Although Facusse says he’s committed to the community’s welfare, human rights groups accuse the 89-year-old and his security forces of possible crimes against humanity related to the killing, kidnapping and forced eviction of farmers in one of Central America’s bloodiest recent agricultural conflicts.

Some of the allegations came in a submission to the International Criminal Court.

Dinant spokesman Roger Pineda rejected accusations the company’s security forces have been involved in violence against anyone claiming rights to Facusse’s property.

“The most common incidents in which violence have taken place have always been against our security personnel during the trespassing events against our properties by the invaders that always carried heavy weapons such as AK-47s to perform the illegal invasions,” he said.

But Rights Action co-director Annie Bird — who wrote the original report raising concerns to the World Bank — says landowners’ private security forces, military and police on Honduras’s Caribbean coast have “completely militarized” the area where Dinant operates.

“It’s basically like a war zone,” she says. “And there’s an absolutely non-functional justice system.”

World Bank President Jim Yong Kim recently acknowledged the concerns in a rare statement that pledged an action plan to respond to the findings of the internal investigation. However, he was short on specifics and did not say when the audit would be published.

The audit has been in the works since April 2012, when the World Bank’s internal watchdog, the Office of the Compliance Advisor Ombudsman, said it would look into whether the IFC’s funding had negative social or environmental impacts on and around Dinant’s plantations.

The resulting inquiry revealed the IFC was involved in an elaborate funding program that kept millions pouring into Dinant even after the bank registered concerns about the violent land conflicts.

Internal IFC documents quoted in the watchdog report show the IFC characterized Facusse in July 2010 as a “very respected businessman” and said nothing about the violent land conflict.
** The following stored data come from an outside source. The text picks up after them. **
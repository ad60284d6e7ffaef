//! Fee-field lattice: an upper bound on `Fee`, since every fee detector
//! only cares whether the fee is provably bounded below the group's
//! worst-case cost.
//!
//! `Unknown` is the top element (no bound known — as permissive as
//! possible) and intersects away in favor of any concrete bound; a
//! concrete bound only ever loosens (via `union`, when merging across
//! branches) into `Unknown`, never into a looser concrete number, since
//! this analysis has no use for anything but "do we have a bound or not".

use std::rc::Rc;

use crate::instruction::{InstructionKind, TxnField};
use crate::stack_ast::StackValue;

use super::index_resolution::{resolve_field_read, TransactionIndex};
use super::FieldAnalysis;

#[derive(Debug, Clone, Copy, PartialEq, Eq)]
pub enum FeeLattice {
    /// No known upper bound.
    Unknown,
    /// Provably no greater than this value.
    Bounded(u64),
}

pub struct FeeFieldAnalysis;

enum Comparator {
    Eq,
    Neq,
    Lt,
    Le,
    Gt,
    Ge,
}

impl FeeFieldAnalysis {
    fn is_fee_read(&self, value: &Rc<StackValue>, for_index: TransactionIndex) -> bool {
        match resolve_field_read(value) {
            Some((idx, TxnField::Fee)) => idx.index_type == for_index.index_type && idx.value == for_index.value,
            _ => false,
        }
    }

    fn literal(&self, value: &Rc<StackValue>) -> Option<u64> {
        match value.kind()? {
            InstructionKind::Int(n) | InstructionKind::PushInt(n) => Some(*n),
            _ => None,
        }
    }
}

impl FieldAnalysis for FeeFieldAnalysis {
    type Value = FeeLattice;

    fn universal() -> Self::Value {
        FeeLattice::Unknown
    }

    fn null() -> Self::Value {
        FeeLattice::Bounded(0)
    }

    fn union(a: &Self::Value, b: &Self::Value) -> Self::Value {
        match (a, b) {
            (FeeLattice::Unknown, _) | (_, FeeLattice::Unknown) => FeeLattice::Unknown,
            (FeeLattice::Bounded(x), FeeLattice::Bounded(y)) => FeeLattice::Bounded(*x.max(y)),
        }
    }

    fn intersect(a: &Self::Value, b: &Self::Value) -> Self::Value {
        match (a, b) {
            (FeeLattice::Unknown, x) | (x, FeeLattice::Unknown) => *x,
            (FeeLattice::Bounded(x), FeeLattice::Bounded(y)) => FeeLattice::Bounded(*x.min(y)),
        }
    }

    fn asserted(
        &self,
        value: &Rc<StackValue>,
        for_index: TransactionIndex,
    ) -> Option<(Self::Value, Self::Value)> {
        let (cmp, field_is_lhs) = match value.kind()? {
            InstructionKind::Eq => (Comparator::Eq, true),
            InstructionKind::Neq => (Comparator::Neq, true),
            InstructionKind::Less => (Comparator::Lt, true),
            InstructionKind::LessE => (Comparator::Le, true),
            InstructionKind::Greater => (Comparator::Gt, true),
            InstructionKind::GreaterE => (Comparator::Ge, true),
            _ => return None,
        };
        let lhs = value.arg(0);
        let rhs = value.arg(1);

        let (field_side, literal_side, flipped) = if self.is_fee_read(&lhs, for_index) {
            (lhs, rhs, false)
        } else if self.is_fee_read(&rhs, for_index) {
            (rhs, lhs, true)
        } else {
            return None;
        };
        let _ = field_side;
        let c = self.literal(&literal_side)?;

        // `c OP fee` reads the same as `fee OP' c` for the flipped operator.
        let cmp = if flipped {
            match cmp {
                Comparator::Lt => Comparator::Gt,
                Comparator::Le => Comparator::Ge,
                Comparator::Gt => Comparator::Lt,
                Comparator::Ge => Comparator::Le,
                other @ (Comparator::Eq | Comparator::Neq) => other,
            }
        } else {
            cmp
        };
        let _ = field_is_lhs;

        Some(match cmp {
            Comparator::Eq => (FeeLattice::Bounded(c), FeeLattice::Unknown),
            Comparator::Neq => (FeeLattice::Unknown, FeeLattice::Bounded(c)),
            Comparator::Lt => (FeeLattice::Bounded(c.saturating_sub(1)), FeeLattice::Unknown),
            Comparator::Le => (FeeLattice::Bounded(c), FeeLattice::Unknown),
            Comparator::Gt => (FeeLattice::Unknown, FeeLattice::Bounded(c)),
            Comparator::Ge => (FeeLattice::Unknown, FeeLattice::Bounded(c.saturating_sub(1))),
        })
    }
}

impl FeeLattice {
    /// True if this bound guarantees the fee can never reach the group's
    /// worst-case inner-transaction cost.
    pub fn is_safely_bounded(&self) -> bool {
        match self {
            FeeLattice::Unknown => false,
            FeeLattice::Bounded(v) => *v < crate::consts::MAX_TRANSACTION_COST,
        }
    }
}

#[cfg(test)]
mod tests {
    use super::*;
    use crate::instruction::Instruction;

    fn fee_read() -> Rc<StackValue> {
        StackValue::known(
            Instruction { line: 1, kind: InstructionKind::Txn(TxnField::Fee), block: None },
            vec![],
        )
    }

    fn lit(n: u64) -> Rc<StackValue> {
        StackValue::known(Instruction { line: 2, kind: InstructionKind::Int(n), block: None }, vec![])
    }

    fn cmp(kind: InstructionKind, lhs: Rc<StackValue>, rhs: Rc<StackValue>) -> Rc<StackValue> {
        StackValue::known(Instruction { line: 3, kind, block: None }, vec![lhs, rhs])
    }

    #[test]
    fn less_than_narrows_true_branch_by_one_below() {
        let analysis = FeeFieldAnalysis;
        let expr = cmp(InstructionKind::Less, fee_read(), lit(1000));
        let (t, _f) = analysis.asserted(&expr, TransactionIndex::SELF).unwrap();
        assert_eq!(t, FeeLattice::Bounded(999));
    }

    #[test]
    fn greater_equal_narrows_false_branch_by_one_below() {
        let analysis = FeeFieldAnalysis;
        let expr = cmp(InstructionKind::GreaterE, fee_read(), lit(1000));
        let (_t, f) = analysis.asserted(&expr, TransactionIndex::SELF).unwrap();
        assert_eq!(f, FeeLattice::Bounded(999));
    }

    #[test]
    fn literal_on_left_flips_the_comparator() {
        let analysis = FeeFieldAnalysis;
        // `1000 > fee` reads the same as `fee < 1000`.
        let expr = cmp(InstructionKind::Greater, lit(1000), fee_read());
        let (t, _f) = analysis.asserted(&expr, TransactionIndex::SELF).unwrap();
        assert_eq!(t, FeeLattice::Bounded(999));
    }

    #[test]
    fn union_of_bounded_and_unknown_is_unknown() {
        assert_eq!(FeeFieldAnalysis::union(&FeeLattice::Bounded(5), &FeeLattice::Unknown), FeeLattice::Unknown);
    }

    #[test]
    fn intersect_takes_the_tighter_bound() {
        assert_eq!(FeeFieldAnalysis::intersect(&FeeLattice::Bounded(5), &FeeLattice::Bounded(9)), FeeLattice::Bounded(5));
    }

    #[test]
    fn bound_below_max_cost_is_safe() {
        assert!(FeeLattice::Bounded(1000).is_safely_bounded());
        assert!(!FeeLattice::Unknown.is_safely_bounded());
    }
}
Nevertheless, the IFC held back the second half of a $30 million loan to Dinant in mid-2010 following violent clashes over land in the Aguan Valley.

In December 2010, the IFC urged Facusse to use restraint after the Washington-based group Rights

Action sent a letter to the World Bank calling the situation a “human rights disaster” and accusing the financial institution of “gross negligence.”

But that didn’t stop the IFC from approving a $70 million investment in one of Dinant’s major lenders, Banco Financiera Comercial Hondurena (Ficohsa), the following May. It gave the IFC a 10 percent stake in Ficohsa — increasing the IFC’s exposure to Dinant — and enabled the Honduran bank to loan millions more to the troubled palm oil company.

Those circumstances triggered calls for a second investigation the CAO has promised will examine “Ficohsa’s significant exposure to Dinant and other potentially high-risk sectors and projects.”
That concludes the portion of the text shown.